(Saved entries)
------------------------------------------------------------------------

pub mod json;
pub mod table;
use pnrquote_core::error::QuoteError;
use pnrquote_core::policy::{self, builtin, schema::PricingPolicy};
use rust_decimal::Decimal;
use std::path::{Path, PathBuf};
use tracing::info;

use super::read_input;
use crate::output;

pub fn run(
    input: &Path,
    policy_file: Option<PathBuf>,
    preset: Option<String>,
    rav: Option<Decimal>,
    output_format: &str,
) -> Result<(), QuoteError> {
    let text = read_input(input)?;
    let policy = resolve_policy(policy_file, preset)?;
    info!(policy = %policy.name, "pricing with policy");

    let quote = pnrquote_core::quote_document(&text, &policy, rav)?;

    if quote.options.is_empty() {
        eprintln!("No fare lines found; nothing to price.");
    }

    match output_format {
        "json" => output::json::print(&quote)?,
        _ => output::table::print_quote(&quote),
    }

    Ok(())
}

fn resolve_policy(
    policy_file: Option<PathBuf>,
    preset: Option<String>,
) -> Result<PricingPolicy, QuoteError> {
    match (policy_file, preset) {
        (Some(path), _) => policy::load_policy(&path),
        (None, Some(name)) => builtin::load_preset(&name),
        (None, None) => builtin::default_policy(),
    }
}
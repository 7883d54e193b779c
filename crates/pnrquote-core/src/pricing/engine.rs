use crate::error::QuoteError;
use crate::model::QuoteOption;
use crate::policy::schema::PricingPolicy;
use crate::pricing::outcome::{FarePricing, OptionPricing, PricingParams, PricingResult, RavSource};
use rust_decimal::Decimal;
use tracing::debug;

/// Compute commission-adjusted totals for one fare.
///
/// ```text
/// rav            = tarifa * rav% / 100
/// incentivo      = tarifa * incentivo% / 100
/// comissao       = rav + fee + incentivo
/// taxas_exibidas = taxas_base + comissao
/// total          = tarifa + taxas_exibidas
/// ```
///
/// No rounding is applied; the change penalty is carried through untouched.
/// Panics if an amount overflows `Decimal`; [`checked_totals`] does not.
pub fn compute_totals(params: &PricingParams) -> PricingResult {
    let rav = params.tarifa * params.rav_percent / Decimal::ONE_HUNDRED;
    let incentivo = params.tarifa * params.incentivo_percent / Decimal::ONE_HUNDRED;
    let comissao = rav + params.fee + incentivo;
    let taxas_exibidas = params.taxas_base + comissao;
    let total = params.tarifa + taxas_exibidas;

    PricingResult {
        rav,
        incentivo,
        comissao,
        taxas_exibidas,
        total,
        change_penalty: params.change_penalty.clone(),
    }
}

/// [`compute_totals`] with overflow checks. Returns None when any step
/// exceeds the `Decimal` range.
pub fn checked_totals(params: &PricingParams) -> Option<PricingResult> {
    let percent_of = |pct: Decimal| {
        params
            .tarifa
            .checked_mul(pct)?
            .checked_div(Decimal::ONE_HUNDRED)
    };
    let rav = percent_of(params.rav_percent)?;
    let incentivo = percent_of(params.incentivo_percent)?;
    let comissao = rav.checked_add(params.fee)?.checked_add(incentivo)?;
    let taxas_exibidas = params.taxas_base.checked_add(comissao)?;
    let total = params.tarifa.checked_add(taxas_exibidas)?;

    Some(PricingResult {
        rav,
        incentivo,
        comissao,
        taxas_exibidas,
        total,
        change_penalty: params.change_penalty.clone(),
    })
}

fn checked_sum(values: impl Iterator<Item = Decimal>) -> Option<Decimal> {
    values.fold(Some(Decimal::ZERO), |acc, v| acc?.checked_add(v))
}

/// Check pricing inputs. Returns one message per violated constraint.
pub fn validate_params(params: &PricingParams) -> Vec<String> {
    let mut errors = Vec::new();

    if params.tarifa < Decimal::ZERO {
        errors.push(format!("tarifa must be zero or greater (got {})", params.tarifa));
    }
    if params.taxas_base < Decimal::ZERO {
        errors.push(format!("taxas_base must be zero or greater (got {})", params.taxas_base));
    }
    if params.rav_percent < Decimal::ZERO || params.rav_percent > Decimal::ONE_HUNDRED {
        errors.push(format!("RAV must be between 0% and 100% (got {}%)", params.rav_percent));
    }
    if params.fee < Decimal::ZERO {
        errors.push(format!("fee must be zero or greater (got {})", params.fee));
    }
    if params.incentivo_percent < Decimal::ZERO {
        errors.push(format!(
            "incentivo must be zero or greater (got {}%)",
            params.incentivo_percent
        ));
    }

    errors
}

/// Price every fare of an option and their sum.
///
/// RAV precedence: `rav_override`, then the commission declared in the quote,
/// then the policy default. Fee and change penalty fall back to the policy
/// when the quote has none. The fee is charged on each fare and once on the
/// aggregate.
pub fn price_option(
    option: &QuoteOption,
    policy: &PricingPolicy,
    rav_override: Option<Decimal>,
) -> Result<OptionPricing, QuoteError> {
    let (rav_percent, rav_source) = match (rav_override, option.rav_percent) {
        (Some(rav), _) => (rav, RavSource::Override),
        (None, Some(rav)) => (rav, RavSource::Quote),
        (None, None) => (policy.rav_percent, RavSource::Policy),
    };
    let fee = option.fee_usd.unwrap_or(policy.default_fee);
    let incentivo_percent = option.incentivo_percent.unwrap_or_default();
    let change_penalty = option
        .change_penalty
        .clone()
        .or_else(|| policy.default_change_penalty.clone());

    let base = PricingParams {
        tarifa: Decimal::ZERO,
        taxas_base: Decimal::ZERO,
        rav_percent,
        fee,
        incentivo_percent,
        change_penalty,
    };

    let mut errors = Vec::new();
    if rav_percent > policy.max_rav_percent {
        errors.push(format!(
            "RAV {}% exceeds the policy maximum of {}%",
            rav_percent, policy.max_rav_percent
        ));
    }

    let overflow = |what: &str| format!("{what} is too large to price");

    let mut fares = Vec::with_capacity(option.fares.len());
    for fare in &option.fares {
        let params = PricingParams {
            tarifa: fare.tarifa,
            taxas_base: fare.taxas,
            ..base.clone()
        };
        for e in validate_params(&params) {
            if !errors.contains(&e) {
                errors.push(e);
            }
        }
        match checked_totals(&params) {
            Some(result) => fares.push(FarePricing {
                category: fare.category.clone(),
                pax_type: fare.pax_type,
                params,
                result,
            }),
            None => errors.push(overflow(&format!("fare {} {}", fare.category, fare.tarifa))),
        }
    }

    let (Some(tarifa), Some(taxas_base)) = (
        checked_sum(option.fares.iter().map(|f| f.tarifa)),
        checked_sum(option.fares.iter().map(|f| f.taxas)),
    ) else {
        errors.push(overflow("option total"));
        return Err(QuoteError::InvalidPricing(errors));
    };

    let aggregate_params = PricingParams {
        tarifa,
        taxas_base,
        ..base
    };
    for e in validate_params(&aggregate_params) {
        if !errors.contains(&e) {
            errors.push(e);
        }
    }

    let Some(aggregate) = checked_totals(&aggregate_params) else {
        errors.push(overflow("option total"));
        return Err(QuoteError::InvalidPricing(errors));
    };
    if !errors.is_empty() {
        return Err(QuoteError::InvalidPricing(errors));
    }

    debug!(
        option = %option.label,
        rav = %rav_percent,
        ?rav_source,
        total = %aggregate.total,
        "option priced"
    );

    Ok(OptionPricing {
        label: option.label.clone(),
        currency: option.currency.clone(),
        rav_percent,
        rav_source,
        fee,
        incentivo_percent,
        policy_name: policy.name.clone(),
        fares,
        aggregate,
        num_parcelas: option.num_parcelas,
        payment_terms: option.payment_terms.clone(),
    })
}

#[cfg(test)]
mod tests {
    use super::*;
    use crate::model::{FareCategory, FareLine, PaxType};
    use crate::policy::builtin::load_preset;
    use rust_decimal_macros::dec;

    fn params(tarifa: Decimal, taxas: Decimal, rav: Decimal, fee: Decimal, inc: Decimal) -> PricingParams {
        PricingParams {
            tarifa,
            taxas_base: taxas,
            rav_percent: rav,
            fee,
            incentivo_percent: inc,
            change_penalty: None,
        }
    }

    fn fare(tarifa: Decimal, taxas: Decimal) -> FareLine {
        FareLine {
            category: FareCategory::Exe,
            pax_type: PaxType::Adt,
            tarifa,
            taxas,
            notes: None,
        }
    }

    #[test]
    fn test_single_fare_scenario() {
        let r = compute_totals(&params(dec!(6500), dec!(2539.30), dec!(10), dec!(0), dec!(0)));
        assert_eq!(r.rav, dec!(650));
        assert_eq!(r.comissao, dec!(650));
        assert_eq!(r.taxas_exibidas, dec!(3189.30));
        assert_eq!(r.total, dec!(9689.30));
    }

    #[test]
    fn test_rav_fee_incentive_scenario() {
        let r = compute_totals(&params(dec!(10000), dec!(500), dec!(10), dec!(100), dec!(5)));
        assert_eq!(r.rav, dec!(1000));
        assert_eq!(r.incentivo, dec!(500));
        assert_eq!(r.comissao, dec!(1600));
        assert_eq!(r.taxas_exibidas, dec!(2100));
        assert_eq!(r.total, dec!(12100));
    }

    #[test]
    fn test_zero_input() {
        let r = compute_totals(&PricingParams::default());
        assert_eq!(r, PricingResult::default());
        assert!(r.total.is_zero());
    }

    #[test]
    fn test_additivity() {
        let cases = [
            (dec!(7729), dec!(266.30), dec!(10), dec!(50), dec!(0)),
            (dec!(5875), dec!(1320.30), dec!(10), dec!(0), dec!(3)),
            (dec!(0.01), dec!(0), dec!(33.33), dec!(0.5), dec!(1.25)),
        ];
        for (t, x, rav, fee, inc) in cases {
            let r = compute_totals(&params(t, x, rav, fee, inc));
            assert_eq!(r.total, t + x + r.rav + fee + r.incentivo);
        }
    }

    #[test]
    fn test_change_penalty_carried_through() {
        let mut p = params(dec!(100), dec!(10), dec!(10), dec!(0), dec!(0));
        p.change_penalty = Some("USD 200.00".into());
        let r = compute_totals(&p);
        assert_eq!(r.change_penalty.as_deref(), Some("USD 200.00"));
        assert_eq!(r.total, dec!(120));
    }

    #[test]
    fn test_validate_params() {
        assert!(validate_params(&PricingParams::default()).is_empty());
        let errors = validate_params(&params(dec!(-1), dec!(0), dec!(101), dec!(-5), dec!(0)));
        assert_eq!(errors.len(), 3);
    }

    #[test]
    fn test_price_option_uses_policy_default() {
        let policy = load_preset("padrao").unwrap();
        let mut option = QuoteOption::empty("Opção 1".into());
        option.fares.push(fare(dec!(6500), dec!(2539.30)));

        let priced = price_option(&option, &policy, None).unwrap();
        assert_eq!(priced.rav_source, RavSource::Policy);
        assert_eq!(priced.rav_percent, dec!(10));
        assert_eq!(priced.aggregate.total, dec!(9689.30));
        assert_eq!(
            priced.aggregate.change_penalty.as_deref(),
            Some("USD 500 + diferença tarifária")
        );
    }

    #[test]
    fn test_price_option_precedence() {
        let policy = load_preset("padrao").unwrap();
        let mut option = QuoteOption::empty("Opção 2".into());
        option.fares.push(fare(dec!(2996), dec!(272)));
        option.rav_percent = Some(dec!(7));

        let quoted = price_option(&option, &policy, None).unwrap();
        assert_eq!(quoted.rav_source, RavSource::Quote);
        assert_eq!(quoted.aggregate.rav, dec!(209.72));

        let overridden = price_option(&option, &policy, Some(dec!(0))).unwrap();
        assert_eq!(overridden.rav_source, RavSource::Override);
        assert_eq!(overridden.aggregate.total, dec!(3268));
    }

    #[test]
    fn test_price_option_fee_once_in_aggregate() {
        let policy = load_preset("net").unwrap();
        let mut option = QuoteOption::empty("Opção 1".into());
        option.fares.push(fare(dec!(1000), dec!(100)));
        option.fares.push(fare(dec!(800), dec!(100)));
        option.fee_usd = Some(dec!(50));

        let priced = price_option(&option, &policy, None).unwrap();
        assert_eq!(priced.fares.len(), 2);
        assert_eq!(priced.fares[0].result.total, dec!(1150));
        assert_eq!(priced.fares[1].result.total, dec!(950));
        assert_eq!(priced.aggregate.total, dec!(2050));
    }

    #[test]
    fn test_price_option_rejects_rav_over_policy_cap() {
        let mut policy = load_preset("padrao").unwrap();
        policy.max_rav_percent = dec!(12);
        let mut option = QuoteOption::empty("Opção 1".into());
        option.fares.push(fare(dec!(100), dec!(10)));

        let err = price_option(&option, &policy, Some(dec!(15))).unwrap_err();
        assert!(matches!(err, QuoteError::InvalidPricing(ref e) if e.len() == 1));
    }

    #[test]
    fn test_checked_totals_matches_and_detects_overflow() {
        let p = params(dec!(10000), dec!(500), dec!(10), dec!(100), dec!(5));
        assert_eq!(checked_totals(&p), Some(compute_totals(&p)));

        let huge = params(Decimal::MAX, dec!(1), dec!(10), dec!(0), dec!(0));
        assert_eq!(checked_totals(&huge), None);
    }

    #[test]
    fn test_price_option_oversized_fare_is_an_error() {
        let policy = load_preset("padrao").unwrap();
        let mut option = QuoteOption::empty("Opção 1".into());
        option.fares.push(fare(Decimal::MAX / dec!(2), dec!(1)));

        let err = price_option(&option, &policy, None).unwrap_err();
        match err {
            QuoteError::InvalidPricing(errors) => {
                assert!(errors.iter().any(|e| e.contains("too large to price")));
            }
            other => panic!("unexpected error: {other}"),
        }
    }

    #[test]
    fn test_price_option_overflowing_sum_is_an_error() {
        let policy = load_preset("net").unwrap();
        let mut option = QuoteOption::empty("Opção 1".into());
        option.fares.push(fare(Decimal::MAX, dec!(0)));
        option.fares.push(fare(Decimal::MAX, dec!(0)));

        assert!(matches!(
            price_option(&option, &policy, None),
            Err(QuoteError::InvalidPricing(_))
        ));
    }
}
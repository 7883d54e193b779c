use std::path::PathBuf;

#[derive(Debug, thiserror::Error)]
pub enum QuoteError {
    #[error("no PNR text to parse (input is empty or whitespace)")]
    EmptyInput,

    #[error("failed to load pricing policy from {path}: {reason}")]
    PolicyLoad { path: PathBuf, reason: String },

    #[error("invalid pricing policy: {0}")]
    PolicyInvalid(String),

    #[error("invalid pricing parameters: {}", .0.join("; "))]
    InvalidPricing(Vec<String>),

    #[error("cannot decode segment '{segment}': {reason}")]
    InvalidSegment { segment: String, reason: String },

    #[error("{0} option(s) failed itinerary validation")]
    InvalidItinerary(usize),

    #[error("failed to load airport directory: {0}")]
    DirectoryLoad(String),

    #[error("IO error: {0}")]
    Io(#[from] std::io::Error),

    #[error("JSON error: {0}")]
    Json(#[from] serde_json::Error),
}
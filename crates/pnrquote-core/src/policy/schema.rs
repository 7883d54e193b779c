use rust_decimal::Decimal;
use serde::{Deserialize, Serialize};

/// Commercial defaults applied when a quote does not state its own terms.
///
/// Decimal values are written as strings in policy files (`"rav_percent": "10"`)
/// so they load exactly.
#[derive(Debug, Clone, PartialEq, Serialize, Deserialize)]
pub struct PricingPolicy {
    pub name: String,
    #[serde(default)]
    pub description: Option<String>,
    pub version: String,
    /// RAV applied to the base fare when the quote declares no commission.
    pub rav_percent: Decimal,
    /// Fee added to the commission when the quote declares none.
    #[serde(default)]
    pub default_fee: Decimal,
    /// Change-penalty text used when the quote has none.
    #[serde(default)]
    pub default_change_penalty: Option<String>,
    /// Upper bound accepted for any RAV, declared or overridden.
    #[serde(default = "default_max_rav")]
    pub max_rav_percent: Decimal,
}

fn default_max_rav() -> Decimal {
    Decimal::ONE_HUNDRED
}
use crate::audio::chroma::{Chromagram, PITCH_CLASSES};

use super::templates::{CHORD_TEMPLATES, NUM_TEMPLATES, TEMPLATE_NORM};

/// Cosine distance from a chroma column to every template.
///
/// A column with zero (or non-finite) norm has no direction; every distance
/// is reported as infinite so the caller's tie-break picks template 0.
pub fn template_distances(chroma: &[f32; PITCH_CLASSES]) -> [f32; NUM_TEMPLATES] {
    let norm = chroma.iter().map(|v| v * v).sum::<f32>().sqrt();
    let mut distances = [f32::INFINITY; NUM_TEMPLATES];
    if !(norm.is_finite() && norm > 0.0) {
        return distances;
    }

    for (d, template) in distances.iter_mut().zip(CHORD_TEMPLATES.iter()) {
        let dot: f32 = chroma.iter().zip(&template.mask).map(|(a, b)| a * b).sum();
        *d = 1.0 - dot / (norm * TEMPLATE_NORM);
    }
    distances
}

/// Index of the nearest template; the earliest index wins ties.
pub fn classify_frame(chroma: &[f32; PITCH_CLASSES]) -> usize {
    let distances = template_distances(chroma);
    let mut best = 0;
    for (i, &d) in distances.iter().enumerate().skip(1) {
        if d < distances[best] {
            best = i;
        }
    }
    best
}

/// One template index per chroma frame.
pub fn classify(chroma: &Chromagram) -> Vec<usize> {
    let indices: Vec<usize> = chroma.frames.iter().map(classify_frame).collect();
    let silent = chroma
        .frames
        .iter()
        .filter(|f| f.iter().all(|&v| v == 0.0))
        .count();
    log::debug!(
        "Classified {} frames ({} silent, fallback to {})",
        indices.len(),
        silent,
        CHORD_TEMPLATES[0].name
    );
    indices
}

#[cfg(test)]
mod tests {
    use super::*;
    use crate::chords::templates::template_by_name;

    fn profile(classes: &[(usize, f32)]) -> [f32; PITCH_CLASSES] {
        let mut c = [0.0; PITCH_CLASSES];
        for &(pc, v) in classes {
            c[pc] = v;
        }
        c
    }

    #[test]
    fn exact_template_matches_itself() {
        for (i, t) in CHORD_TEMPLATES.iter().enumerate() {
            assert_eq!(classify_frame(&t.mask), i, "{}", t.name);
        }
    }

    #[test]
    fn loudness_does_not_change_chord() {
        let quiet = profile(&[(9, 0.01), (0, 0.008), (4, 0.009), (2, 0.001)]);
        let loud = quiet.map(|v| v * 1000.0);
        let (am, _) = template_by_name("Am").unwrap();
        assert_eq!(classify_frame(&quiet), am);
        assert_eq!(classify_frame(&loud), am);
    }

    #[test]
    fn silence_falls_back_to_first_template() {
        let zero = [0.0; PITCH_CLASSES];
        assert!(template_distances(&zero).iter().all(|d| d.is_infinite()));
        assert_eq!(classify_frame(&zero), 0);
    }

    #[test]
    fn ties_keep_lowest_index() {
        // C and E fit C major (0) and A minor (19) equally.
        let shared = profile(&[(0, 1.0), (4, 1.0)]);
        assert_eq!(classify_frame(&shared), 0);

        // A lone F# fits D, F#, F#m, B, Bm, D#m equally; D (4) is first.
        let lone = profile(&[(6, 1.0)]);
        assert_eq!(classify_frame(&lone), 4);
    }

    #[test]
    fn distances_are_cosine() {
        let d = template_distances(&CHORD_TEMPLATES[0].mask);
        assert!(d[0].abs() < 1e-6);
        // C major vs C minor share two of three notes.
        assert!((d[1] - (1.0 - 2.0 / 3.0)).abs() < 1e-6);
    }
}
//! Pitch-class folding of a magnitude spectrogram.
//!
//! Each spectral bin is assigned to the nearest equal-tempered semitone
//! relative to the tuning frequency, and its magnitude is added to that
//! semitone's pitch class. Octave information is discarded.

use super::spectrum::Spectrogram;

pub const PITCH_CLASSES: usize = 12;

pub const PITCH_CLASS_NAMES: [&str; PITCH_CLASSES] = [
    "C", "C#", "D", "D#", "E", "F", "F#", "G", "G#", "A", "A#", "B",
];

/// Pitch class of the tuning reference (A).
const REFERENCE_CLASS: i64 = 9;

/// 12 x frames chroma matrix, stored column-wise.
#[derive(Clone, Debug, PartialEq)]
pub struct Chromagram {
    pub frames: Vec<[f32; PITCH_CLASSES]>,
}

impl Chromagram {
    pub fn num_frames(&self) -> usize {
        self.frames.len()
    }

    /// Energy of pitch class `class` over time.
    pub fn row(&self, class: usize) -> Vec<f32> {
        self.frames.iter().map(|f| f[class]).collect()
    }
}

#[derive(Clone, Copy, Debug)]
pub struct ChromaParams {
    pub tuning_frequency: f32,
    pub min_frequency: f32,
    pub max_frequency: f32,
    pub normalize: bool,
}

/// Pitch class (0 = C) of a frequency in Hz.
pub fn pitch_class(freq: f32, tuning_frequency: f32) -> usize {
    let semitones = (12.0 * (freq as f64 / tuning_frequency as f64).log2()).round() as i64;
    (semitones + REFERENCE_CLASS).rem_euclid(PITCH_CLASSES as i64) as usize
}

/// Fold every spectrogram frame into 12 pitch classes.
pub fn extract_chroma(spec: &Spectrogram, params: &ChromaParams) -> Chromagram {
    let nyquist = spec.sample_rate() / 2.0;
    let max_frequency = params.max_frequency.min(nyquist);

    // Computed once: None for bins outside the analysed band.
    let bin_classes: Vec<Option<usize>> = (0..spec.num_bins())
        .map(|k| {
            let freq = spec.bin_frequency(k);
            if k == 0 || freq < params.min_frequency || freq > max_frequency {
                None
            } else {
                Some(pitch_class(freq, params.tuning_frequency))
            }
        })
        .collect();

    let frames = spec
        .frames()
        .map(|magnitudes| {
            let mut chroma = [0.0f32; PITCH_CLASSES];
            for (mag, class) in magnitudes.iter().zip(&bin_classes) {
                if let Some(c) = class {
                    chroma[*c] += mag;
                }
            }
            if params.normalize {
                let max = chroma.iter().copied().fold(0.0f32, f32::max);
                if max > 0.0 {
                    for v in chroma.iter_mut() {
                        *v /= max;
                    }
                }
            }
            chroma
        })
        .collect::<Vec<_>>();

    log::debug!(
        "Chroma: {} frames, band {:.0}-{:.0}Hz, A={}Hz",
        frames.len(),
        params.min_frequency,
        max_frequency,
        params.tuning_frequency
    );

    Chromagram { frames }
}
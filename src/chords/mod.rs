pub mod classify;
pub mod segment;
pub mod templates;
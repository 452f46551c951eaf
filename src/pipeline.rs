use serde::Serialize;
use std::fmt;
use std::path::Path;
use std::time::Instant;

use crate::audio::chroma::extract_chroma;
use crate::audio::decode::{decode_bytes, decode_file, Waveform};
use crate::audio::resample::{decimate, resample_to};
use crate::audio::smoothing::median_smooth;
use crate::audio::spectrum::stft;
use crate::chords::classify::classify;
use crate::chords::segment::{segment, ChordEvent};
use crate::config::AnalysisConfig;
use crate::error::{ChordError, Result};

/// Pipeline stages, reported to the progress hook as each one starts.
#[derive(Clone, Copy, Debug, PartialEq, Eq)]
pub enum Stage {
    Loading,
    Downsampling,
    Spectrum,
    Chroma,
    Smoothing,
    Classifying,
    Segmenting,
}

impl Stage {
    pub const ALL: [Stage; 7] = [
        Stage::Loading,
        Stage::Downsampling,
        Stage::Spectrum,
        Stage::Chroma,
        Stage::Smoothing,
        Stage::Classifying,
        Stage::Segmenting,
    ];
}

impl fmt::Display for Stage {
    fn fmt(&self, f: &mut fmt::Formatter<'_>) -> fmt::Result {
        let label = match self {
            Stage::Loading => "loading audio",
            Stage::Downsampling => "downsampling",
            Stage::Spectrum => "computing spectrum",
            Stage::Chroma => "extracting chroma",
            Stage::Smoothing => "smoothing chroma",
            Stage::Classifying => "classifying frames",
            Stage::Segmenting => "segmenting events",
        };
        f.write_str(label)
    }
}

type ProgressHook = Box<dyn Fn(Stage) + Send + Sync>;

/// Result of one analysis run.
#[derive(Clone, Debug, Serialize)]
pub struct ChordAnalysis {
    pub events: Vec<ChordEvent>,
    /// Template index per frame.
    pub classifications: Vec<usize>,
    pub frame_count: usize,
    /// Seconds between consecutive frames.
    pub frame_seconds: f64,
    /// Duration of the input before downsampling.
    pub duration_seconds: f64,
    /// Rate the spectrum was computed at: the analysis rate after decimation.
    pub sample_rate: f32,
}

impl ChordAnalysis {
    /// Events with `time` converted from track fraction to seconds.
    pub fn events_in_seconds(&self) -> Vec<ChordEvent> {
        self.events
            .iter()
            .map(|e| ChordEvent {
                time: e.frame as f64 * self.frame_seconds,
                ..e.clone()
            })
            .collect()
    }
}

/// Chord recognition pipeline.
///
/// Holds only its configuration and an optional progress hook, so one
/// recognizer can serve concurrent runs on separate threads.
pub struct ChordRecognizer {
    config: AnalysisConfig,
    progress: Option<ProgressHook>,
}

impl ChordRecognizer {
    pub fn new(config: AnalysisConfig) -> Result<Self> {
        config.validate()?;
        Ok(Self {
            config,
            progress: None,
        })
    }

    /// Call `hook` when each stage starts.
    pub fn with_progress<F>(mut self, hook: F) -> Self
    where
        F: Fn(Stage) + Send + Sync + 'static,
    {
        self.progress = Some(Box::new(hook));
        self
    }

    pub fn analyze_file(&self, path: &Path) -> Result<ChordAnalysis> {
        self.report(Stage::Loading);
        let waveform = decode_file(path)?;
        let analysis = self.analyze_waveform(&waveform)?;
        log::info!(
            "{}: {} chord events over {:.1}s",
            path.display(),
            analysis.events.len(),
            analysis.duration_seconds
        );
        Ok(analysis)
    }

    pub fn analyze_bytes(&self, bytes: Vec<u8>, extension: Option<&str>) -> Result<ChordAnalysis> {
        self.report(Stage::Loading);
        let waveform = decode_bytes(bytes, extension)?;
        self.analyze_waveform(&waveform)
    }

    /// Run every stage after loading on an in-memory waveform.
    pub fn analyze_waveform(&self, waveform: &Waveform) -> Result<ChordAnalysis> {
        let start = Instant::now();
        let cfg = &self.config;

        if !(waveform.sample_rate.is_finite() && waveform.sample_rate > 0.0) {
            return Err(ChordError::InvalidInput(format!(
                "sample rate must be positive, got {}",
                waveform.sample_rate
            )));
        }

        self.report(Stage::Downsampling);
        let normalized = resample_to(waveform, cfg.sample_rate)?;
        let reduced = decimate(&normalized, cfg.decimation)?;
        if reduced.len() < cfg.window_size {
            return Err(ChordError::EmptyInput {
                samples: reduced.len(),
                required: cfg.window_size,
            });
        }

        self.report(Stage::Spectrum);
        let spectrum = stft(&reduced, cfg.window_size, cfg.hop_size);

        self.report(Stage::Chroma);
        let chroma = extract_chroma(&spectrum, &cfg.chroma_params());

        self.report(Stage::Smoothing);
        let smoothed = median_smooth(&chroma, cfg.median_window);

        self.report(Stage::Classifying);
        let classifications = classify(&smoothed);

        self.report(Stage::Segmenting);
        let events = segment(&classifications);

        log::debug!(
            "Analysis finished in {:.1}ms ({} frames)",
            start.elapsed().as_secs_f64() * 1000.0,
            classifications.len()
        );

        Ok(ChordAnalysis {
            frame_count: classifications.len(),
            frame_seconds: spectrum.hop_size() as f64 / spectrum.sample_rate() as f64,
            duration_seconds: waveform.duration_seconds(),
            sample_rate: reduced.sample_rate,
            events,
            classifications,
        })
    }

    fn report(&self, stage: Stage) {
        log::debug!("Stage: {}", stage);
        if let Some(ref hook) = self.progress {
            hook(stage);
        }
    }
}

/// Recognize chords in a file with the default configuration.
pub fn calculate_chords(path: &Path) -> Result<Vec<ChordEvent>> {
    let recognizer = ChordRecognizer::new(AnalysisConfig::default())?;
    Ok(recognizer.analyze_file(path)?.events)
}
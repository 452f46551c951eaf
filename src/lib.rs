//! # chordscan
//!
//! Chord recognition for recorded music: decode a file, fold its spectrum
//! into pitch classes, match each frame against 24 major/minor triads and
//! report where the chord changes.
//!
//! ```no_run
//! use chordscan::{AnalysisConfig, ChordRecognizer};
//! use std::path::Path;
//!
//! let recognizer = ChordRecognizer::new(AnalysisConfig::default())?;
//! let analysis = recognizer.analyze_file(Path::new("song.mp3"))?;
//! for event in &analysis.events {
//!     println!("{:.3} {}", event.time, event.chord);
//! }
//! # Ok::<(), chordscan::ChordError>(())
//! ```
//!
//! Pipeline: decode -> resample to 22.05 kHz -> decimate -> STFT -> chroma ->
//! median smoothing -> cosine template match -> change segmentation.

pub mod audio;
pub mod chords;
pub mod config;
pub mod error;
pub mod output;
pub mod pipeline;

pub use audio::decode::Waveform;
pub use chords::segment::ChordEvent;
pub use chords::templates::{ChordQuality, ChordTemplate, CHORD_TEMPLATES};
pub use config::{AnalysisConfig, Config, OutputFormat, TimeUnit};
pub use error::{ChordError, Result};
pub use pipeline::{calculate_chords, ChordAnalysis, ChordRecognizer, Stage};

------------------------------------------------------------------------

**Your assignment:**
Scan the records above, then copy out each line that mentions "huge".

**Solution:**
        let huge = params(Decimal::MAX, dec!(1), dec!(10), dec!(0), dec!(0));
        assert_eq!(checked_totals(&huge), None);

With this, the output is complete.